Whenever a line below mentions the word "cherry", that line should be copied.

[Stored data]
= = = =

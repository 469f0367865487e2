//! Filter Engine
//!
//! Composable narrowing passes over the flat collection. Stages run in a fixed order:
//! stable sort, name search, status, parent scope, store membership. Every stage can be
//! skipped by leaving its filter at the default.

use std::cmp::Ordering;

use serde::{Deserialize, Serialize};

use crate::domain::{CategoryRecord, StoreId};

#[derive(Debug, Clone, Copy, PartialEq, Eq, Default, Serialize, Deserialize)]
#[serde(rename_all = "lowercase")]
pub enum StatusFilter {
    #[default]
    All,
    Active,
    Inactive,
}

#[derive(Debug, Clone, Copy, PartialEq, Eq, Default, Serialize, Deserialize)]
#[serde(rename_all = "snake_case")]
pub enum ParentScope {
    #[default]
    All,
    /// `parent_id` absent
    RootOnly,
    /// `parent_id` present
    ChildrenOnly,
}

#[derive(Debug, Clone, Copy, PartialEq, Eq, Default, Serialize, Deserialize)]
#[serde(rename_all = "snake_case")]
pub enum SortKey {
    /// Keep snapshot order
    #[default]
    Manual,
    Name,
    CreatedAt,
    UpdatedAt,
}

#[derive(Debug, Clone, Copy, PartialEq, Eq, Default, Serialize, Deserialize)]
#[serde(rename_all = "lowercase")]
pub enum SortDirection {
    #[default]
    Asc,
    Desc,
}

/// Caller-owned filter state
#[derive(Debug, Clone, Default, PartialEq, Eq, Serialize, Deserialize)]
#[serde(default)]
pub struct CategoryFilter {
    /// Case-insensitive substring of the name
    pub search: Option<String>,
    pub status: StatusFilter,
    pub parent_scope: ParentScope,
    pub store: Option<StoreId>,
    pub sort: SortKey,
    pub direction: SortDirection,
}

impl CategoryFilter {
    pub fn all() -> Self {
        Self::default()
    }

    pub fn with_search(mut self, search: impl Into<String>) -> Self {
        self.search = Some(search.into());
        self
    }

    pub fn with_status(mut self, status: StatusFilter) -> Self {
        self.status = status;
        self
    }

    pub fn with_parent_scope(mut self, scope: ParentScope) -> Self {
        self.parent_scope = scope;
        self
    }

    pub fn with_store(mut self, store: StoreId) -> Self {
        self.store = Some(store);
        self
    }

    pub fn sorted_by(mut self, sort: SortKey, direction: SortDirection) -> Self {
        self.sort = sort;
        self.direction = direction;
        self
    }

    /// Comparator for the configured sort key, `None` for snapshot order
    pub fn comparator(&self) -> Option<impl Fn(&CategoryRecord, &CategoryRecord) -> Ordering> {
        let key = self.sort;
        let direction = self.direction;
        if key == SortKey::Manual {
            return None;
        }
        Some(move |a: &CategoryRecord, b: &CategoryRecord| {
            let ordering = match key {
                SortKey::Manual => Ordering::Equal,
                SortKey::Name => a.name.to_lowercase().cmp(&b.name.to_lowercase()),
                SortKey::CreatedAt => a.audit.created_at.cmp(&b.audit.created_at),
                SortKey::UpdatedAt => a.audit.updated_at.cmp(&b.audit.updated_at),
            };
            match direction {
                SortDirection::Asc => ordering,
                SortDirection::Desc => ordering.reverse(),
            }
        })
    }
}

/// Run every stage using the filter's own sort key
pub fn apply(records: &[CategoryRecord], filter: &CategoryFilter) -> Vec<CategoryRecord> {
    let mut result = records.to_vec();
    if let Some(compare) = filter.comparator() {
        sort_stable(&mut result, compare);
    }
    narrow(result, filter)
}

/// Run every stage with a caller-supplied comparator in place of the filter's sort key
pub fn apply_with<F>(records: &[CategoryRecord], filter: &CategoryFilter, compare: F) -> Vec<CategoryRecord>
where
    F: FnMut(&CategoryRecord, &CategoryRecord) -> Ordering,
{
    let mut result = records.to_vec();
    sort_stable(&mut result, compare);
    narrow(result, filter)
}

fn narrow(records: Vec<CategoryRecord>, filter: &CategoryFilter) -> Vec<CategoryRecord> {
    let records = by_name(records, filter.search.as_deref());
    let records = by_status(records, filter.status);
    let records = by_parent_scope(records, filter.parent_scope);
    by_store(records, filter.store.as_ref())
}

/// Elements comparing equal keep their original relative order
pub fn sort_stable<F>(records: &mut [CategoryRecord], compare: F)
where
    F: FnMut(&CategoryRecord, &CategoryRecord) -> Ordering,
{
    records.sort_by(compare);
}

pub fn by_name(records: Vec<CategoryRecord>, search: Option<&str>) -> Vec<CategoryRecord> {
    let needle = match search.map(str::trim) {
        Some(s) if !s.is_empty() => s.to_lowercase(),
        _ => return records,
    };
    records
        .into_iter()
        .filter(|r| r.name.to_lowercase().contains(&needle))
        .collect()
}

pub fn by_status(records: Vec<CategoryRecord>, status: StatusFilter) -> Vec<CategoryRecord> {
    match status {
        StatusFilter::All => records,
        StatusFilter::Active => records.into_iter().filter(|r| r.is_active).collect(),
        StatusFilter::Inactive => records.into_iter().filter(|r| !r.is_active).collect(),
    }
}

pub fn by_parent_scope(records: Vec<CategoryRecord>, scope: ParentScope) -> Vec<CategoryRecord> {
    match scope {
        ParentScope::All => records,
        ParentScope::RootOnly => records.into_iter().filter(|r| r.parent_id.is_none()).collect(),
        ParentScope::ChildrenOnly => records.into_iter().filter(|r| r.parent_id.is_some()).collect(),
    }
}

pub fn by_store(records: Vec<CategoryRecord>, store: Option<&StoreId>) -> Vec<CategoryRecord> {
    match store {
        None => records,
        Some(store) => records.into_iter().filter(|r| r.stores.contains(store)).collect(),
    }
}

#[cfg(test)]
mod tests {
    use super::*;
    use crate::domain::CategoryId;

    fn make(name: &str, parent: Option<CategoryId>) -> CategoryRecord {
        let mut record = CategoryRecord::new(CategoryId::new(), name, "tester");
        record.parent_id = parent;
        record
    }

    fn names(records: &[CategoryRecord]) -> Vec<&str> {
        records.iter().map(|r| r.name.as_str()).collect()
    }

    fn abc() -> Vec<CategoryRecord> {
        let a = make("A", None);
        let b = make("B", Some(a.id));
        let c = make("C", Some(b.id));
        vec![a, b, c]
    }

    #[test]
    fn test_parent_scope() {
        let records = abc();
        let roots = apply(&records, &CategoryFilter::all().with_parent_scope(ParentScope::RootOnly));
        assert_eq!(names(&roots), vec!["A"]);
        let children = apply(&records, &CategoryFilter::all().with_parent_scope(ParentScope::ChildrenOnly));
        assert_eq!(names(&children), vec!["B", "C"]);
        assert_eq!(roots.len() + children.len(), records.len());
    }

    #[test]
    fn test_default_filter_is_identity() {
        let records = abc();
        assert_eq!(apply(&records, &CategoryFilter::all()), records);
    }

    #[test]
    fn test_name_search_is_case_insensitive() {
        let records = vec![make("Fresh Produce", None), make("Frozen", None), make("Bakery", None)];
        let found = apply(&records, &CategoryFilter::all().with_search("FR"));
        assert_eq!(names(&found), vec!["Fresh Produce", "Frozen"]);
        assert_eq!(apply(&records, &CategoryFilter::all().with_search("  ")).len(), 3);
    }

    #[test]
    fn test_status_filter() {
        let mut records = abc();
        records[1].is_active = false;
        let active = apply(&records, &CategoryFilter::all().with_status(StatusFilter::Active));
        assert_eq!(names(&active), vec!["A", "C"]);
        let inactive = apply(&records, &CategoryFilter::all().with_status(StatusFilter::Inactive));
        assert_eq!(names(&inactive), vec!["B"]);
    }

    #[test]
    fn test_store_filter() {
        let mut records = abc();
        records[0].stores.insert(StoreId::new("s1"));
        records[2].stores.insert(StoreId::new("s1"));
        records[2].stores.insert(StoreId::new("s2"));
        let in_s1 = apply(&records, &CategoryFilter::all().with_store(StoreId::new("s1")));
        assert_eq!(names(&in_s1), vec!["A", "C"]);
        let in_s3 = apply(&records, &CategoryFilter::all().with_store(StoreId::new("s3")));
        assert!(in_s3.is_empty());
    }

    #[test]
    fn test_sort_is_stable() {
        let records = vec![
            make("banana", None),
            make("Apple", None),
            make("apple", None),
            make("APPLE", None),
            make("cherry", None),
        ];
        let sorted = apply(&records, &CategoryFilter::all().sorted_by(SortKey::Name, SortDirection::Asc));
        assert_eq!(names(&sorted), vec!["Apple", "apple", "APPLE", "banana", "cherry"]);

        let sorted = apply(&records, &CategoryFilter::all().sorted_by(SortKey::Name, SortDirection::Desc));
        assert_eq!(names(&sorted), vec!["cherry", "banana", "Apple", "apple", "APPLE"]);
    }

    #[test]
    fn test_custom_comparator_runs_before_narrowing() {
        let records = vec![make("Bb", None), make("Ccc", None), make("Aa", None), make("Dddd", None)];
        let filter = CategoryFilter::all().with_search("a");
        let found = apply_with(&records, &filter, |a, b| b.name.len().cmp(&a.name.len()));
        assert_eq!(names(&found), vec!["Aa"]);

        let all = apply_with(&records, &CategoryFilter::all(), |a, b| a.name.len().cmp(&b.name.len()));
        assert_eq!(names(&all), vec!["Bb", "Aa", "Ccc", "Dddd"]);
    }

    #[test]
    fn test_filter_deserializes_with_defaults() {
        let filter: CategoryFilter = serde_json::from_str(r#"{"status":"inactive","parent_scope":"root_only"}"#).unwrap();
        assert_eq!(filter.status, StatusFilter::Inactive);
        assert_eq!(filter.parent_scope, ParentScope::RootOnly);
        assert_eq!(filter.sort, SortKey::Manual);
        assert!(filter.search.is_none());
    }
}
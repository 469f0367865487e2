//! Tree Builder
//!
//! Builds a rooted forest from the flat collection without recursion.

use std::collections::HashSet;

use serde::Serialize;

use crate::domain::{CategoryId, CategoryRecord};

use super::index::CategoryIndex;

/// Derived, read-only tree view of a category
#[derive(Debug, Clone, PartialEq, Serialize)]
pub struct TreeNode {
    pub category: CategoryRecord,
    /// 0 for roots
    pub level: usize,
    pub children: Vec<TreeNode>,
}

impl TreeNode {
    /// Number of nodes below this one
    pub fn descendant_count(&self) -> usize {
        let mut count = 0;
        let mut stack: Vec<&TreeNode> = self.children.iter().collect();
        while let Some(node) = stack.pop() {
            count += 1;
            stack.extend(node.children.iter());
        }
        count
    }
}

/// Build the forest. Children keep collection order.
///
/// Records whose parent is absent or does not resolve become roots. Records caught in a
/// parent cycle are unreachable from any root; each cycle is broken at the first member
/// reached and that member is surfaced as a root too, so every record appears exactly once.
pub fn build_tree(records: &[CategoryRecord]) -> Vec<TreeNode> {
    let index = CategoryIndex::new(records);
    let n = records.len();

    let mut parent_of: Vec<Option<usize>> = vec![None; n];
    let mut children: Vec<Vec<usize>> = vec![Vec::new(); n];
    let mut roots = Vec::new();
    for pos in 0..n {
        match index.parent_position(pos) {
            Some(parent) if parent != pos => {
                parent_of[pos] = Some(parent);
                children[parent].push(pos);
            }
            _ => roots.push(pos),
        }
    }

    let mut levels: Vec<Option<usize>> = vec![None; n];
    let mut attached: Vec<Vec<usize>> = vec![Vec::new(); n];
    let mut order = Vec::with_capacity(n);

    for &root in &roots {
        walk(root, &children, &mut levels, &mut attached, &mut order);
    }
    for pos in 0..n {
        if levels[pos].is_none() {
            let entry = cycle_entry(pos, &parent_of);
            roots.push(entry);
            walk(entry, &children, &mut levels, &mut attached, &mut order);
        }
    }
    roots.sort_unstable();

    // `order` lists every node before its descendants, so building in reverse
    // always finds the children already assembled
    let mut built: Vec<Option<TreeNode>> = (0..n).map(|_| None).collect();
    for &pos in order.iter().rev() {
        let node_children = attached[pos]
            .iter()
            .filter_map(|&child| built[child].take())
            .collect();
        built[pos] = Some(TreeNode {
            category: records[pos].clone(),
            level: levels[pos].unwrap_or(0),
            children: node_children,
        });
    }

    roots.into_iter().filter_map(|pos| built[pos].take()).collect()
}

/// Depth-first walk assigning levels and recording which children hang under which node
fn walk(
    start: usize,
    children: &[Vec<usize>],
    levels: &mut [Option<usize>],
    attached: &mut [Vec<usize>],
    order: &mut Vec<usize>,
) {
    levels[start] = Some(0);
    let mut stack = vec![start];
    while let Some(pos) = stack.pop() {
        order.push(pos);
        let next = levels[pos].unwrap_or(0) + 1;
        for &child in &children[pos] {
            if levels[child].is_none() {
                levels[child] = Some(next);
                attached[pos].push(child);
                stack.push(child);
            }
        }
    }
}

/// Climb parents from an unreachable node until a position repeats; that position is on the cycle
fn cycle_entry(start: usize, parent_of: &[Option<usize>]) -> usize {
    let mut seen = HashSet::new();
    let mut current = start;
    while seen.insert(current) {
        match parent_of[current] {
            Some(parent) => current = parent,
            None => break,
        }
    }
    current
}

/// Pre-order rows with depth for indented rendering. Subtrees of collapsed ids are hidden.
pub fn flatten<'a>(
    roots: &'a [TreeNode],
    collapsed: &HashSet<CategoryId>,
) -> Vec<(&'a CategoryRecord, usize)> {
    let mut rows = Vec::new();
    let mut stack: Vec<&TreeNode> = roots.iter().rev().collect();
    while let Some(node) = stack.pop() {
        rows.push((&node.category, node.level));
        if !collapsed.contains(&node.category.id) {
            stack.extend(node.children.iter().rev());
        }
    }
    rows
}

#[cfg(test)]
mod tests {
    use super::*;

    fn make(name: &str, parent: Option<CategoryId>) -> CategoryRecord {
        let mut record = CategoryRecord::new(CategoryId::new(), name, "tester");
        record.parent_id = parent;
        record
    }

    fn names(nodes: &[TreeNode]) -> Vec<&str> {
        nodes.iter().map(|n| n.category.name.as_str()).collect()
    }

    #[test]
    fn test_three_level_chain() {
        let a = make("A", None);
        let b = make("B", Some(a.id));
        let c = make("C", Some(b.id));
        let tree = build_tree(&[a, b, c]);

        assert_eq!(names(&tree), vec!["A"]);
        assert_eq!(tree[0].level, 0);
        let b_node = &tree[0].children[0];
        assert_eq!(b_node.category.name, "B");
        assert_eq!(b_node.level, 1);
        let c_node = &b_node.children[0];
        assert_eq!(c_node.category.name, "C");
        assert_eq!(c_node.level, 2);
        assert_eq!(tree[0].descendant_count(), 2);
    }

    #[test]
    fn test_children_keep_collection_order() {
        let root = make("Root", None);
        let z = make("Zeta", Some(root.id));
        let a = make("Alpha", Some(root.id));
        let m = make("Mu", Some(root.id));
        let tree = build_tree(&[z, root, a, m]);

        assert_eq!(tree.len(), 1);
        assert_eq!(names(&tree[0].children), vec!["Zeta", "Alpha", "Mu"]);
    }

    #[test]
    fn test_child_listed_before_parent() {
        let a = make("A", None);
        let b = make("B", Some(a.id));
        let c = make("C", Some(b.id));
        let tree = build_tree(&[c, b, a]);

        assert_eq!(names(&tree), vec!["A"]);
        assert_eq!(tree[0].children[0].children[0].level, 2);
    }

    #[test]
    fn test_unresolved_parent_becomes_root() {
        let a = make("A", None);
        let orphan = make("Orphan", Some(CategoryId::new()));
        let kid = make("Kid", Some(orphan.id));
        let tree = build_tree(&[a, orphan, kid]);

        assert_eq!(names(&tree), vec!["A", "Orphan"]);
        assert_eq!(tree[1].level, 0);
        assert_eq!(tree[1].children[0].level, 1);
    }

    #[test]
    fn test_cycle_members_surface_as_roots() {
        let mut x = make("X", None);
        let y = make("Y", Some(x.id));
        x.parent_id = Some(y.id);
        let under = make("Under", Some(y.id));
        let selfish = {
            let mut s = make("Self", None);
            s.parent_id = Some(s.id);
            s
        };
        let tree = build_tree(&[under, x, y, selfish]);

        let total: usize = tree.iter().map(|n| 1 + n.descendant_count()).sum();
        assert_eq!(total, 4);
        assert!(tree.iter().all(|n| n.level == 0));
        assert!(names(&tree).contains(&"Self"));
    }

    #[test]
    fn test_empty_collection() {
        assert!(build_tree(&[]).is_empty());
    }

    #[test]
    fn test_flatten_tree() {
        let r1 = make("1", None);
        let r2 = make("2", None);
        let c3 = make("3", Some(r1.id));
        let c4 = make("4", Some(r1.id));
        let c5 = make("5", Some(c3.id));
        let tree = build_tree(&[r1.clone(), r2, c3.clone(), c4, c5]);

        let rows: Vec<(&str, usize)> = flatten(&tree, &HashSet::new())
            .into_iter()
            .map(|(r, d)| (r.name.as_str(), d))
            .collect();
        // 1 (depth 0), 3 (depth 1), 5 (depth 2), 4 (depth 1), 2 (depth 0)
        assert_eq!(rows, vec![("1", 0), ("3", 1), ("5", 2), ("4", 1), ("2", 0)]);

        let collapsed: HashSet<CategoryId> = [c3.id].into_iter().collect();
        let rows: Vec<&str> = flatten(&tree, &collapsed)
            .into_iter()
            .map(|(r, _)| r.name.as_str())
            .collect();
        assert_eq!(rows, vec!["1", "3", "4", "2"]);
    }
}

= = = =

Problem solution =
            make("cherry", None),
        assert_eq!(names(&sorted), vec!["Apple", "apple", "APPLE", "banana", "cherry"]);
        assert_eq!(names(&sorted), vec!["cherry", "banana", "Apple", "apple", "APPLE"]);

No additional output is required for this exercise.